My family and I returned from Qingdao to Portland, Oregon months ago, but the experience remains vivid. As the Year of the Snake begins, we find ourselves poignantly missing our friends and adopted family members across the Pacific. Yet as news reports broadcast apocalyptic levels of air pollution in North China this winter, we are also grateful to be home. This essay is about the experience of coming back to the United States from China, or perhaps more generally, returning to the developed world from that which is still developing. It mixes deep gratitude for the blessings of the American bounty with queasy culpability over the implications of that bounty for international and intergenerational equity.
The Long Journey Home Begins. In departing Qingdao, we flew to Seoul, South Korea, then on to Los Angeles, and finally to Portland. It was a long trip, but the transitioning away from China began immediately. Seoul is barely an hour’s flight from Qingdao, but the airport was already worlds away—eerily foreign from that with which we’d become accustomed. Surfaces were shiny and clean (and strangely well lit), as though everything had just been wiped down. Airport shops sold unimaginably expensive perfumes, gadgets, and chachkis. We devoured the best sandwiches we have ever had in our lives from a Quizno’s free-standing cart in the middle of the airport corridor. We didn’t speak for the entire meal; we just savored the fresh lettuce, tomato, and avocado.
And I should note that despite this overly indulgent reunion, I was intensely aware of no longer being the fattest person in every room that I occupy.
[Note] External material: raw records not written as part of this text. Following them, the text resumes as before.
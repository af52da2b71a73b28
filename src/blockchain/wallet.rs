//! Key handling and message signing.
//!
//! # Security
//! - Secrets are loaded once from configuration and never logged
//! - `Debug` output of [`WifKey`] is redacted

use secp256k1::ecdsa::{RecoverableSignature, RecoveryId};
use secp256k1::{Message, PublicKey, Secp256k1, SecretKey};

use crate::blockchain::encoding::{double_hash, encode_varint};
use crate::blockchain::types::{KeyError, SigningError, COMPACT_SIGNATURE_LEN};

/// A secret key decoded from wallet-import format.
#[derive(Clone, PartialEq, Eq)]
pub struct WifKey {
    secret: [u8; 32],
    compressed: bool,
}

impl WifKey {
    /// Raw 32-byte secret.
    pub fn secret_bytes(&self) -> &[u8; 32] {
        &self.secret
    }

    /// Whether the WIF carried the compression flag.
    pub fn is_compressed(&self) -> bool {
        self.compressed
    }

    /// Public key for this secret.
    pub fn public_key(&self, compressed: bool) -> Result<Vec<u8>, KeyError> {
        derive_public_key(&self.secret, compressed)
    }
}

impl std::fmt::Debug for WifKey {
    fn fmt(&self, f: &mut std::fmt::Formatter<'_>) -> std::fmt::Result {
        f.debug_struct("WifKey")
            .field("secret", &"<redacted>")
            .field("compressed", &self.compressed)
            .finish()
    }
}

/// Decode a WIF secret key.
///
/// Strips the version byte and, when present, the trailing compression flag.
pub fn decode_wif_private_key(wif: &str) -> Result<WifKey, KeyError> {
    let decoded = bs58::decode(wif.trim())
        .with_check(None)
        .into_vec()
        .map_err(|e| KeyError::InvalidKeyEncoding(e.to_string()))?;

    let payload = decoded
        .get(1..)
        .ok_or_else(|| KeyError::InvalidKeyEncoding("empty payload".to_string()))?;

    let (secret, compressed) = if payload.len() > 32 {
        (&payload[..payload.len() - 1], true)
    } else {
        (payload, false)
    };

    let secret: [u8; 32] = secret.try_into().map_err(|_| {
        KeyError::InvalidKeyEncoding(format!("expected 32 secret bytes, got {}", secret.len()))
    })?;

    Ok(WifKey { secret, compressed })
}

/// Derive the secp256k1 public key of `secret`.
pub fn derive_public_key(secret: &[u8; 32], compressed: bool) -> Result<Vec<u8>, KeyError> {
    let secret_key = to_secret_key(secret)?;
    let secp = Secp256k1::signing_only();
    let public_key = PublicKey::from_secret_key(&secp, &secret_key);
    Ok(if compressed {
        public_key.serialize().to_vec()
    } else {
        public_key.serialize_uncompressed().to_vec()
    })
}

/// Hash a message the way signed messages are hashed.
pub fn message_hash(message: &[u8], magic: &[u8]) -> [u8; 32] {
    let mut preimage = Vec::with_capacity(magic.len() + 9 + message.len());
    preimage.extend_from_slice(magic);
    preimage.extend_from_slice(&encode_varint(message.len() as u64));
    preimage.extend_from_slice(message);
    double_hash(&preimage)
}

/// Sign `message` and return the 65-byte compact recoverable signature.
///
/// Header byte is `27 + recovery_id`, plus 4 when `compressed`.
pub fn sign_message(
    message: &[u8],
    secret: &[u8; 32],
    compressed: bool,
    magic: &[u8],
) -> Result<[u8; COMPACT_SIGNATURE_LEN], KeyError> {
    let secret_key = to_secret_key(secret)?;
    let digest = message_hash(message, magic);
    let msg = Message::from_digest(digest);

    let secp = Secp256k1::signing_only();
    let signature: RecoverableSignature = secp.sign_ecdsa_recoverable(&msg, &secret_key);
    let (recovery_id, rs) = signature.serialize_compact();

    let mut out = [0u8; COMPACT_SIGNATURE_LEN];
    out[0] = 27 + recovery_id.to_i32() as u8 + if compressed { 4 } else { 0 };
    out[1..].copy_from_slice(&rs);
    Ok(out)
}

/// Recover the signer of a compact message signature.
///
/// The returned key is serialized in the form the header byte declares.
pub fn recover_message_signer(
    message: &[u8],
    signature: &[u8],
    magic: &[u8],
) -> Result<Vec<u8>, SigningError> {
    if signature.len() != COMPACT_SIGNATURE_LEN {
        return Err(SigningError::MalformedSignature(format!(
            "expected {} bytes, got {}",
            COMPACT_SIGNATURE_LEN,
            signature.len()
        )));
    }

    let header = signature[0];
    if !(27..=34).contains(&header) {
        return Err(SigningError::MalformedSignature(format!(
            "header byte {} out of range",
            header
        )));
    }
    let compressed = header >= 31;
    let recovery = (header - 27) & 3;

    let recovery_id = RecoveryId::from_i32(recovery as i32)
        .map_err(|e| SigningError::MalformedSignature(e.to_string()))?;
    let recoverable = RecoverableSignature::from_compact(&signature[1..], recovery_id)
        .map_err(|e| SigningError::MalformedSignature(e.to_string()))?;

    let msg = Message::from_digest(message_hash(message, magic));
    let secp = Secp256k1::verification_only();
    let public_key = secp
        .recover_ecdsa(&msg, &recoverable)
        .map_err(|e| SigningError::MalformedSignature(e.to_string()))?;

    Ok(if compressed {
        public_key.serialize().to_vec()
    } else {
        public_key.serialize_uncompressed().to_vec()
    })
}

fn to_secret_key(secret: &[u8; 32]) -> Result<SecretKey, KeyError> {
    SecretKey::from_slice(secret).map_err(|e| KeyError::InvalidSecret(e.to_string()))
}

#[cfg(test)]
mod tests {
    use super::*;
    use crate::blockchain::types::MESSAGE_MAGIC;

    // Secret key 1: its public key is the curve generator.
    const KEY_ONE_UNCOMPRESSED_WIF: &str = "5HpHagT65TZzG1PH3CSu63k8DbpvD8s5ip4nEB3kEsreAnchuDf";
    const KEY_ONE_COMPRESSED_WIF: &str = "KwDiBf89QgGbjEhKnhXJuH7LrciVrZi3qYjgd9M7rFU73sVHnoWn";
    const GENERATOR_COMPRESSED: &str =
        "0279be667ef9dcbbac55a06295ce870b07029bfcdb2dce28d959f2815b16f81798";
    const GENERATOR_UNCOMPRESSED: &str = "0479be667ef9dcbbac55a06295ce870b07029bfcdb2dce28d959f2815b16f81798483ada7726a3c4655da4fbfc0e1108a8fd17b448a68554199c47d08ffb10d4b8";

    fn wif_for(secret: [u8; 32], compressed: bool) -> String {
        let mut payload = vec![0x80];
        payload.extend_from_slice(&secret);
        if compressed {
            payload.push(0x01);
        }
        bs58::encode(payload).with_check().into_string()
    }

    #[test]
    fn test_decode_known_wifs() {
        let uncompressed = decode_wif_private_key(KEY_ONE_UNCOMPRESSED_WIF).unwrap();
        let compressed = decode_wif_private_key(KEY_ONE_COMPRESSED_WIF).unwrap();

        let mut one = [0u8; 32];
        one[31] = 1;
        assert_eq!(uncompressed.secret_bytes(), &one);
        assert_eq!(compressed.secret_bytes(), &one);
        assert!(!uncompressed.is_compressed());
        assert!(compressed.is_compressed());
    }

    #[test]
    fn test_derive_known_public_keys() {
        let key = decode_wif_private_key(KEY_ONE_COMPRESSED_WIF).unwrap();
        assert_eq!(hex::encode(key.public_key(true).unwrap()), GENERATOR_COMPRESSED);
        assert_eq!(hex::encode(key.public_key(false).unwrap()), GENERATOR_UNCOMPRESSED);
    }

    #[test]
    fn test_derive_textbook_vector() {
        let secret: [u8; 32] =
            hex::decode("18e14a7b6a307f426a94f8114701e7c8e774e7f9a47e2c2035db29a206321725")
                .unwrap()
                .try_into()
                .unwrap();
        let key = decode_wif_private_key(&wif_for(secret, true)).unwrap();
        assert_eq!(
            hex::encode(key.public_key(true).unwrap()),
            "0250863ad64a87ae8a2fe83c1af1a8403cb53f53e486d8511dad8a04887e5b2352"
        );
        assert_eq!(
            hex::encode(key.public_key(false).unwrap()),
            "0450863ad64a87ae8a2fe83c1af1a8403cb53f53e486d8511dad8a04887e5b23522cd470243453a299fa9e77237716103abc11a1df38855ed6f2ee187e9c582ba6"
        );
    }

    #[test]
    fn test_bad_checksum_rejected() {
        let mut wif = KEY_ONE_COMPRESSED_WIF.to_string();
        wif.pop();
        wif.push('o');
        let err = decode_wif_private_key(&wif).unwrap_err();
        assert!(matches!(err, KeyError::InvalidKeyEncoding(_)));
    }

    #[test]
    fn test_short_payload_rejected() {
        let wif = bs58::encode(vec![0x80, 1, 2, 3]).with_check().into_string();
        assert!(matches!(
            decode_wif_private_key(&wif),
            Err(KeyError::InvalidKeyEncoding(_))
        ));
    }

    #[test]
    fn test_signature_recovers_signer() {
        for (seed, compressed) in [(7u8, true), (42u8, false), (200u8, true)] {
            let secret = [seed; 32];
            let message = format!("message number {}", seed);
            let signature =
                sign_message(message.as_bytes(), &secret, compressed, MESSAGE_MAGIC).unwrap();

            let expected_header_base = if compressed { 31 } else { 27 };
            assert!((expected_header_base..expected_header_base + 4).contains(&signature[0]));

            let recovered =
                recover_message_signer(message.as_bytes(), &signature, MESSAGE_MAGIC).unwrap();
            assert_eq!(recovered, derive_public_key(&secret, compressed).unwrap());
        }
    }

    #[test]
    fn test_signing_is_deterministic() {
        let secret = [9u8; 32];
        let a = sign_message(b"same", &secret, true, MESSAGE_MAGIC).unwrap();
        let b = sign_message(b"same", &secret, true, MESSAGE_MAGIC).unwrap();
        assert_eq!(a, b);
    }

    #[test]
    fn test_tampered_message_recovers_other_key() {
        let secret = [3u8; 32];
        let signature = sign_message(b"original", &secret, true, MESSAGE_MAGIC).unwrap();
        let recovered = recover_message_signer(b"tampered", &signature, MESSAGE_MAGIC);
        if let Ok(key) = recovered {
            assert_ne!(key, derive_public_key(&secret, true).unwrap());
        }
    }

    #[test]
    fn test_debug_redacts_secret() {
        let key = decode_wif_private_key(KEY_ONE_COMPRESSED_WIF).unwrap();
        let rendered = format!("{:?}", key);
        assert!(rendered.contains("redacted"));
        assert!(!rendered.contains("secret: ["));
    }
}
On our second or day back, I went grocery shopping with my four-year old son. I was mentally prepared for how psychologically fraught this might be. I had often heard tell of the experience from the other side—what it was like for Chinese and other foreigners to walk into an American supermarket for the first time. I knew it would be overwhelming, with fifteen brands of nearly identical peanut butter and every possible signal of over-consumption. I believed that knowing this would steel me for the experience, but I was wrong. I walked in with my son and within seconds I felt dizzy and confused. Everything was so sterilized, and there was just so much of it all. No animals roaming around or strung up on a rack, but so much light and color and so many brands... So much electronic activity, so much everything.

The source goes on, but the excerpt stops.